── MATERIAL SUPPLIED ──

impl<T: Transport, S: CredentialStore> SessionManager<T, S> {
    /// Creates an `Uninitialized` session.
    pub fn new(api: Arc<ApiClient<T, S>>, config: SessionConfig) -> Self {
        Self {
            api,
            config,
            state: RwLock::new(SessionState::default()),
            bootstrapping: AtomicBool::new(false),
        }
    }

    /// The API client this session talks through.
    pub fn api(&self) -> &Arc<ApiClient<T, S>> {
        &self.api
    }

    // =====================================================================
    // Bootstrap
    // =====================================================================

    /// Establishes the player identity and loads the hero roster.
    ///
    /// Safe to call more than once: a `Ready` session returns `Ok`
    /// without making requests. An `Errored` session is bootstrapped
    /// again from scratch.
    ///
    /// A stored identity that can't be fetched (not found, rejected,
    /// network down) is not an error: the session provisions a new player
    /// instead. Only when that provisioning also fails does the session
    /// end `Errored`.
    ///
    /// Dropping the returned future before it finishes leaves the session
    /// `Errored` with reason `bootstrap cancelled`, and bootstrap may be
    /// called again.
    ///
    /// # Errors
    /// - [`SessionError::BootstrapInProgress`] — another bootstrap is running
    /// - [`SessionError::BootstrapFailed`] — no identity could be obtained
    pub async fn bootstrap(&self) -> Result<(), SessionError> {
        let mut guard = {
            let mut state = self.state.write().await;
            if state.status == LifecycleStatus::Ready {
                tracing::debug!("session already ready, bootstrap skipped");
                return Ok(());
            }
            let Some(guard) = BootstrapGuard::acquire(&self.bootstrapping, &self.state) else {
                return Err(SessionError::BootstrapInProgress);
            };
            state.status = LifecycleStatus::Bootstrapping;
            guard
        };

        tracing::info!("bootstrapping session");

        let identity = match self.api.store().get(PLAYER_ID_KEY) {
            None => {
                tracing::info!("no stored identity, provisioning a new player");
                self.provision().await
            }
            Some(stored) => {
                let stored = PlayerId::new(stored);
                match self.fetch_player(&stored).await {
                    Ok(player) => {
                        self.adopt(player.clone()).await;
                        tracing::info!(player_id = %player.id, "stored identity recovered");
                        Ok(player)
                    }
                    Err(e) => {
                        tracing::warn!(
                            player_id = %stored,
                            error = %e,
                            "stored identity unusable, provisioning a new player"
                        );
                        self.provision().await
                    }
                }
            }
        };

        let player = match identity {
            Ok(player) => player,
            Err(e) => {
                tracing::error!(error = %e, "bootstrap failed");
                self.state.write().await.status = LifecycleStatus::Errored {
                    reason: e.to_string(),
                };
                guard.settle();
                return Err(SessionError::BootstrapFailed(e));
            }
        };

        let heroes = self.refresh_hero_roster().await;

        self.state.write().await.status = LifecycleStatus::Ready;
        guard.settle();
        tracing::info!(player_id = %player.id, heroes, "session ready");
        Ok(())
    }

    /// Creates a brand-new player and makes it the current identity.
    ///
    /// The roster and selection are cleared (they belonged to the old
    /// identity) and the store is updated so the new identity survives a
    /// restart. This does not refresh the roster; see
    /// [`recover_identity`](Self::recover_identity).
    pub async fn provision_new_player(&self) -> Result<Player, SessionError> {
        Ok(self.provision().await?)
    }

    /// Replaces the current identity with a freshly provisioned one and
    /// reloads the roster.
    ///
    /// Used when the server reports the credential as no longer valid.
    pub async fn recover_identity(&self) -> Result<Player, SessionError> {
        let player = self.provision().await?;
        self.refresh_hero_roster().await;
        Ok(player)
    }

    async fn fetch_player(&self, id: &PlayerId) -> Result<Player, ApiError> {
        // No body secret here: there is no current player yet, so the
        // stored cookies are the only credential that goes out.
        let mut player: Player = self
            .api
            .request(&Endpoint::GetPlayer(id.clone()), None, None)
            .await?;

        if player.secret_token.is_empty() {
            if let Some(secret) = self.api.store().get(PLAYER_SECRET_KEY) {
                player.secret_token = SecretToken::new(secret);
            }
        }
        Ok(player)
    }

    async fn provision(&self) -> Result<Player, ApiError> {
        let request = CreatePlayerRequest {
            username: self.config.generate_username(),
        };
        let body = serde_json::to_value(&request).map_err(ProtocolError::Encode)?;

        let player: Player = self
            .api
            .request(&Endpoint::CreatePlayer, Some(body), None)
            .await?;

        if player.secret_token.is_empty() {
            tracing::warn!(player_id = %player.id, "provisioned player came without a secret");
        }

        self.adopt(player.clone()).await;
        tracing::info!(player_id = %player.id, handle = %player.handle(), "player provisioned");
        Ok(player)
    }

    /// Makes `player` the current identity and remembers it in the store.
    async fn adopt(&self, player: Player) {
        self.remember(&player);

        let mut state = self.state.write().await;
        let same_identity = state.player.as_ref().is_some_and(|p| p.id == player.id);
        if !same_identity {
            state.roster.clear();
            state.selected_hero = None;
        }
        state.player = Some(player);
    }

    /// Writes the identity keys. A failed write is logged, not raised:
    /// the identity still works for this process.
    fn remember(&self, player: &Player) {
        let store = self.api.store();
        if let Err(e) = store.set(PLAYER_ID_KEY, player.id.as_str()) {
            tracing::warn!(error = %e, "failed to persist player id");
        }
        if !player.secret_token.is_empty() {
            if let Err(e) = store.set(PLAYER_SECRET_KEY, player.secret_token.expose()) {
                tracing::warn!(error = %e, "failed to persist player secret");
            }
        }
    }

    // =====================================================================
    // Roster
    // =====================================================================

    /// Reloads the hero roster of the current player.
    ///
    /// Returns the number of heroes now in the roster.
    ///
    /// - No current player → no request, returns 0.
    /// - Request fails → the roster is emptied rather than left stale.
    /// - The identity changed while the request was in flight → the
    ///   response is discarded.
    /// - Heroes owned by someone else are dropped.
    pub async fn refresh_hero_roster(&self) -> usize {
        let Some(player) = self.state.read().await.player.clone() else {
            tracing::debug!("no current player, roster refresh skipped");
            return 0;
        };

        let result: Result<Vec<Hero>, ApiError> = self
            .api
            .request(
                &Endpoint::PlayerHeroes(player.id.clone()),
                None,
                Some(&player.secret_token),
            )
            .await;

        let mut state = self.state.write().await;
        if state.player.as_ref().map(|p| &p.id) != Some(&player.id) {
            tracing::debug!(player_id = %player.id, "identity changed during refresh, result discarded");
            return state.roster.len();
        }

        match result {
            Ok(heroes) => {
                let (own, foreign): (Vec<Hero>, Vec<Hero>) = heroes
                    .into_iter()
                    .partition(|h| h.owner_player_id == player.id);
                if !foreign.is_empty() {
                    tracing::warn!(
                        player_id = %player.id,
                        dropped = foreign.len(),
                        "roster response contained heroes of another player"
                    );
                }
                state.roster = own;
            }
            Err(e) => {
                tracing::warn!(player_id = %player.id, error = %e, "roster refresh failed, showing no heroes");
                state.roster = Vec::new();
            }
        }

        let fresh_selection = state
            .selected_hero
            .as_ref()
            .and_then(|selected| state.roster.iter().find(|h| h.id == selected.id))
            .cloned();
        if fresh_selection.is_some() {
            state.selected_hero = fresh_selection;
        }

        tracing::debug!(player_id = %player.id, heroes = state.roster.len(), "roster refreshed");
        state.roster.len()
    }

    // =====================================================================
    // Heroes
    // =====================================================================

    /// Creates a hero for the current player and reloads the roster.
    ///
    /// `title` and `description` are trimmed; either being empty is
    /// rejected before any request is made. If the response embeds the
    /// owning player, that record becomes the current player.
    ///
    /// # Errors
    /// - [`SessionError::InvalidHero`] — empty title or description
    /// - [`SessionError::NotReady`] — bootstrap hasn't completed
    /// - [`SessionError::Api`] — the server refused or was unreachable
    pub async fn create_hero(&self, title: &str, description: &str) -> Result<Hero, SessionError> {
        let title = title.trim();
        let description = description.trim();
        if title.is_empty() {
            return Err(SessionError::InvalidHero("title"));
        }
        if description.is_empty() {
            return Err(SessionError::InvalidHero("description"));
        }

        let player = self.ensure_ready().await?;

        let request = CreateHeroRequest {
            title: title.to_string(),
            description: description.to_string(),
        };
        let body = serde_json::to_value(&request)
            .map_err(|e| ApiError::from(ProtocolError::Encode(e)))?;

        let hero: Hero = self
            .api
            .request(&Endpoint::CreateHero, Some(body), Some(&player.secret_token))
            .await?;

        if let Some(embedded) = hero.player.clone() {
            self.adopt_embedded(embedded).await;
        }

        tracing::info!(hero_id = %hero.id, title = %hero.title, "hero created");
        self.refresh_hero_roster().await;
        Ok(hero)
    }

    /// Adopts the player embedded in a hero response. The embedded copy
    /// usually lacks the secret; the one we hold is carried over.
    async fn adopt_embedded(&self, mut embedded: Player) {
        let replaced = {
            let mut state = self.state.write().await;
            let current = state.player.as_ref();
            let same_identity = current.is_some_and(|p| p.id == embedded.id);

            if embedded.secret_token.is_empty() {
                if let Some(current) = current.filter(|_| same_identity) {
                    embedded.secret_token = current.secret_token.clone();
                }
            }
            if !same_identity {
                state.roster.clear();
                state.selected_hero = None;
            }
            state.player = Some(embedded.clone());
            !same_identity
        };

        if replaced {
            tracing::info!(player_id = %embedded.id, "server reported a different player, identity replaced");
            self.remember(&embedded);
        }
    }

    /// Fetches one hero by id.
    pub async fn get_hero(&self, id: &HeroId) -> Result<Hero, SessionError> {
        let secret = self.current_secret().await;
        let hero = self
            .api
            .request(&Endpoint::GetHero(id.clone()), None, secret.as_ref())
            .await?;
        Ok(hero)
    }

    /// Fetches a hero's portrait. Images are optional: any failure is
    /// logged and reported as `None`.
    pub async fn hero_image(&self, id: &HeroId) -> Option<Vec<u8>> {
        match self.api.send(&Endpoint::HeroImage(id.clone()), None, None).await {
            Ok(bytes) if bytes.is_empty() => None,
            Ok(bytes) => Some(bytes),
            Err(e) => {
                tracing::warn!(hero_id = %id, error = %e, "hero image unavailable");
                None
            }
        }
    }

    /// Focuses the view on `hero`. No request; always succeeds.
    pub async fn select_hero(&self, hero: Hero) {
        self.state.write().await.selected_hero = Some(hero);
    }

    /// Applies a signed rating change to the roster entry `id`, in place.
    ///
    /// Returns the new rating, or `None` if the hero is no longer in the
    /// roster (nothing is changed then). Ratings saturate at 0. Only the
    /// roster entry changes; the selection keeps the copy it was given.
    pub async fn apply_rating_delta(&self, id: &HeroId, delta: i32) -> Option<u32> {
        let mut state = self.state.write().await;
        let hero = state.roster.iter_mut().find(|h| &h.id == id)?;
        hero.rating = hero.rating.saturating_add_signed(delta);
        Some(hero.rating)
    }

    // =====================================================================
    // Read access
    // =====================================================================

    /// The current player, or [`SessionError::NotReady`].
    pub async fn ensure_ready(&self) -> Result<Player, SessionError> {
        let state = self.state.read().await;
        match (&state.status, &state.player) {
            (LifecycleStatus::Ready, Some(player)) => Ok(player.clone()),
            (status, _) => Err(SessionError::NotReady(status.clone())),
        }
    }

    /// The current player's secret, if there is a current player.
    pub async fn current_secret(&self) -> Option<SecretToken> {
        self.state
            .read()
            .await
            .player
            .as_ref()
            .map(|p| p.secret_token.clone())
    }

    pub async fn status(&self) -> LifecycleStatus {
        self.state.read().await.status.clone()
    }

    pub async fn player(&self) -> Option<Player> {
        self.state.read().await.player.clone()
    }

    pub async fn roster(&self) -> Vec<Hero> {
        self.state.read().await.roster.clone()
    }

    pub async fn selected_hero(&self) -> Option<Hero> {
        self.state.read().await.selected_hero.clone()
    }

    /// A roster entry by id.
    pub async fn hero(&self, id: &HeroId) -> Option<Hero> {
        self.state.read().await.hero(id).cloned()
    }

    /// A copy of the whole session state.
    pub async fn snapshot(&self) -> SessionState {
        self.state.read().await.clone()
    }
}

───

** HOW TO COMPLETE THIS TASK **
Show every line of the entries above where the word "ApiError" occurs.

** WRITTEN REPLY **
    async fn fetch_player(&self, id: &PlayerId) -> Result<Player, ApiError> {
    async fn provision(&self) -> Result<Player, ApiError> {
        let result: Result<Vec<Hero>, ApiError> = self
            .map_err(|e| ApiError::from(ProtocolError::Encode(e)))?;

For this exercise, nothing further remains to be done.